**RECORDS SUPPLIED**
========================

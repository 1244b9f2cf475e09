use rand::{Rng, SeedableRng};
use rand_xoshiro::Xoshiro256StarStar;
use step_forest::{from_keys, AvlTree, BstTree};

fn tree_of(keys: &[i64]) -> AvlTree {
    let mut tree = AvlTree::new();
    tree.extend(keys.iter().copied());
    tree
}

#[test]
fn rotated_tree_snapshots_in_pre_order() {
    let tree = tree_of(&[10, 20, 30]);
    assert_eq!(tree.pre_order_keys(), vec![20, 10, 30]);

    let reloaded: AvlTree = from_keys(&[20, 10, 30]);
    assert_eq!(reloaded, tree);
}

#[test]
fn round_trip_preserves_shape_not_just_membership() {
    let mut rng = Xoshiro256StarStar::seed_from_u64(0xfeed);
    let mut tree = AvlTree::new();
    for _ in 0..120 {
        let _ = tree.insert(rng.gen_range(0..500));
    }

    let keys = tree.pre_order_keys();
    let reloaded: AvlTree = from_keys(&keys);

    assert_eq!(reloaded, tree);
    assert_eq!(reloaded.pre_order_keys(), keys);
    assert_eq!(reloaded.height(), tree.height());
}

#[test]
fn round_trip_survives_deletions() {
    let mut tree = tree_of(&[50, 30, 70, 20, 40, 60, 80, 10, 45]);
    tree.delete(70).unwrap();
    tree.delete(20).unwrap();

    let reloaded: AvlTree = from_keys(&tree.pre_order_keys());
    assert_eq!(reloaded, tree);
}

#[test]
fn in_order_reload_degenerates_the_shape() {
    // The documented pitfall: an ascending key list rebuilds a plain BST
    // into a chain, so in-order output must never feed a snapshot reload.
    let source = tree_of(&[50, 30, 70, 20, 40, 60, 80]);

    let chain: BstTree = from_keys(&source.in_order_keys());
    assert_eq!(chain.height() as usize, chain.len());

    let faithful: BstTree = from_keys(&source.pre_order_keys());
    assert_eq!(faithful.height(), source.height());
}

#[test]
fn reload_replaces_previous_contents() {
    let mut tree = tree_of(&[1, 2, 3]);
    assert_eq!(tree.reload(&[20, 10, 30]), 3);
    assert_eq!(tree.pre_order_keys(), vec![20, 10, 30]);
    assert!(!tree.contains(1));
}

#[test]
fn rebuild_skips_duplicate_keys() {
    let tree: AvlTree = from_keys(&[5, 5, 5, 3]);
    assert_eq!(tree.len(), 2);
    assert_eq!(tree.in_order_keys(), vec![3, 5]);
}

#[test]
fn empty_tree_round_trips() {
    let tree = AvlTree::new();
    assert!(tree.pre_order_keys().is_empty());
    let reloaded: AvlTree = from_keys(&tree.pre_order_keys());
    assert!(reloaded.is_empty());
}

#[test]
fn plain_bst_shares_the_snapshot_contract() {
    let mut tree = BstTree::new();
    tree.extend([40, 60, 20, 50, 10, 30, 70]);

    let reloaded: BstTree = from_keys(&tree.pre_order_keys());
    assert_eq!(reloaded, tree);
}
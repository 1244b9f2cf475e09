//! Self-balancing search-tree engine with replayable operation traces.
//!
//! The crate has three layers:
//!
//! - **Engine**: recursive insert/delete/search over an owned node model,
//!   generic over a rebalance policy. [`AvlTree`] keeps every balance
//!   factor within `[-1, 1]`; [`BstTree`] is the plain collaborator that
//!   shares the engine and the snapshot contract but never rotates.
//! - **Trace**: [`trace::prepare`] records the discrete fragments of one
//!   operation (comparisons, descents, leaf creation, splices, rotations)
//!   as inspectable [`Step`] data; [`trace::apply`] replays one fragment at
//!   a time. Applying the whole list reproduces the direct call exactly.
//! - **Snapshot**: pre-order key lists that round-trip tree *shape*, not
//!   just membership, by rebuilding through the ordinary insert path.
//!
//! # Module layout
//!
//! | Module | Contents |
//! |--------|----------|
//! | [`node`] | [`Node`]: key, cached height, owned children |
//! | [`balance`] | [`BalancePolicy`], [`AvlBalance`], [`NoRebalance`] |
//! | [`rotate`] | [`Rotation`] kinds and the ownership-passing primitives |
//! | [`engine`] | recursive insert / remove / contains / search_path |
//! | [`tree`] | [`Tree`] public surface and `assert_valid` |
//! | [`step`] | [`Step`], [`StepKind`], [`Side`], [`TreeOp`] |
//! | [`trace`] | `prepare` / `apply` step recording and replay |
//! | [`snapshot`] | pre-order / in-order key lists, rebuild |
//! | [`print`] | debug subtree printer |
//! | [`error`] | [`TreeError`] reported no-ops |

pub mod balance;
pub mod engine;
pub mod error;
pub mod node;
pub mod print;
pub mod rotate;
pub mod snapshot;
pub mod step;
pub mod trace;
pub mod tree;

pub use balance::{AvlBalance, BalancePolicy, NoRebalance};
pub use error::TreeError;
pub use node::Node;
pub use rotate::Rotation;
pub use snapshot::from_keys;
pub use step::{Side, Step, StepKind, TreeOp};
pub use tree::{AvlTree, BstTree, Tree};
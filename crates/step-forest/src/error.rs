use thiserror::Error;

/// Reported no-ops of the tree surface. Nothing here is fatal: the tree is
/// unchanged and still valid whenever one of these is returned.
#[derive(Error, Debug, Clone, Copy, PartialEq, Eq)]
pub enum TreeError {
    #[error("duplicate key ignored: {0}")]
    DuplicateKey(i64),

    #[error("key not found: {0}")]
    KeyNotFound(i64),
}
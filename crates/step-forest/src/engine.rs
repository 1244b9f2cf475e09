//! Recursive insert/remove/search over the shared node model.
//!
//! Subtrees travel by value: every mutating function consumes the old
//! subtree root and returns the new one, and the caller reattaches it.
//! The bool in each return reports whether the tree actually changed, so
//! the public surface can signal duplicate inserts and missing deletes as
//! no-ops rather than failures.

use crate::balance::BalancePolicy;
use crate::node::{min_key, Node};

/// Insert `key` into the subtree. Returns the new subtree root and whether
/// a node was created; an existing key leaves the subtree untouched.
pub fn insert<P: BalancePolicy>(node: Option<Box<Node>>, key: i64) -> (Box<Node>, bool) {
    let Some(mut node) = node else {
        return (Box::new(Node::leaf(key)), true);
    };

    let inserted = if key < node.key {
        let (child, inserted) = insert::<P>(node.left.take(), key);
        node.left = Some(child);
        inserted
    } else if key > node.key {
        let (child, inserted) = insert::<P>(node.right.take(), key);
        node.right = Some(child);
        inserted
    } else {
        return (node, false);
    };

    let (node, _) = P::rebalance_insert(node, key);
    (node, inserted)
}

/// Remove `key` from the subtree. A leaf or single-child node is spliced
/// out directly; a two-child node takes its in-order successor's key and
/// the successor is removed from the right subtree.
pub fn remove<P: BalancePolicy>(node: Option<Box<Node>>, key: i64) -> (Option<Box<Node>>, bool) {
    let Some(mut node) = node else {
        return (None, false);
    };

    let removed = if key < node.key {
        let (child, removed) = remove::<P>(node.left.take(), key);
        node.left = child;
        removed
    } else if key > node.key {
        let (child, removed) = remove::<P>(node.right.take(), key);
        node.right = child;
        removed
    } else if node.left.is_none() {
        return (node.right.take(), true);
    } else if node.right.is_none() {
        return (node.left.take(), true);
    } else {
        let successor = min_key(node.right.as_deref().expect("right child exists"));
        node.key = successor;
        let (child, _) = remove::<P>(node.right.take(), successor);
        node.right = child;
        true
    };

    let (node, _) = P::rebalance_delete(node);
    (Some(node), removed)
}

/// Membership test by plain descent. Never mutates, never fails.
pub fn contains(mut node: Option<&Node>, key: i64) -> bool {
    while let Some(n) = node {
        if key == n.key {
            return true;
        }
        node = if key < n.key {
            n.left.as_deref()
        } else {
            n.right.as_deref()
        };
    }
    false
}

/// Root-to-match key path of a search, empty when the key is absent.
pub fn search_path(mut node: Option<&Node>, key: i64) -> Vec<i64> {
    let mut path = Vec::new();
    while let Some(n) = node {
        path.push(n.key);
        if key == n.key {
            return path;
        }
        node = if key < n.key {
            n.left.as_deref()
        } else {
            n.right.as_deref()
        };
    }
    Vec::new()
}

========================

**WHAT YOU WILL DO**
Show all lines above that contain "faithful".

**RESULT FOR THIS EXERCISE**
    let faithful: BstTree = from_keys(&source.pre_order_keys());
    assert_eq!(faithful.height(), source.height());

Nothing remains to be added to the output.